WORK ORDER: Please return every line from the entries that has the string "Clone" in it.

(Stored data)
use sea_orm::entity::prelude::*;
use serde::{Deserialize, Serialize};

#[derive(Clone, Debug, PartialEq, DeriveEntityModel, Deserialize, Serialize)]
#[sea_orm(table_name = "faulty_part_images")]
pub struct Model {
    #[sea_orm(primary_key)]
    pub id: i32,
    pub faulty_part_id: i32,
    pub image: String,
    pub created_at: DateTime,
}

#[derive(Copy, Clone, Debug, EnumIter, DeriveRelation)]
pub enum Relation {
    #[sea_orm(
        belongs_to = "super::faulty_part::Entity",
        from = "Column::FaultyPartId",
        to = "super::faulty_part::Column::Id",
        on_delete = "Cascade"
    )]
    FaultyPart,
}

impl Related<super::faulty_part::Entity> for Entity {
    fn to() -> RelationDef {
        Relation::FaultyPart.def()
    }
}

impl ActiveModelBehavior for ActiveModel {}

RESPONSE TO THE EXERCISE:
#[derive(Clone, Debug, PartialEq, DeriveEntityModel, Deserialize, Serialize)]
#[derive(Copy, Clone, Debug, EnumIter, DeriveRelation)]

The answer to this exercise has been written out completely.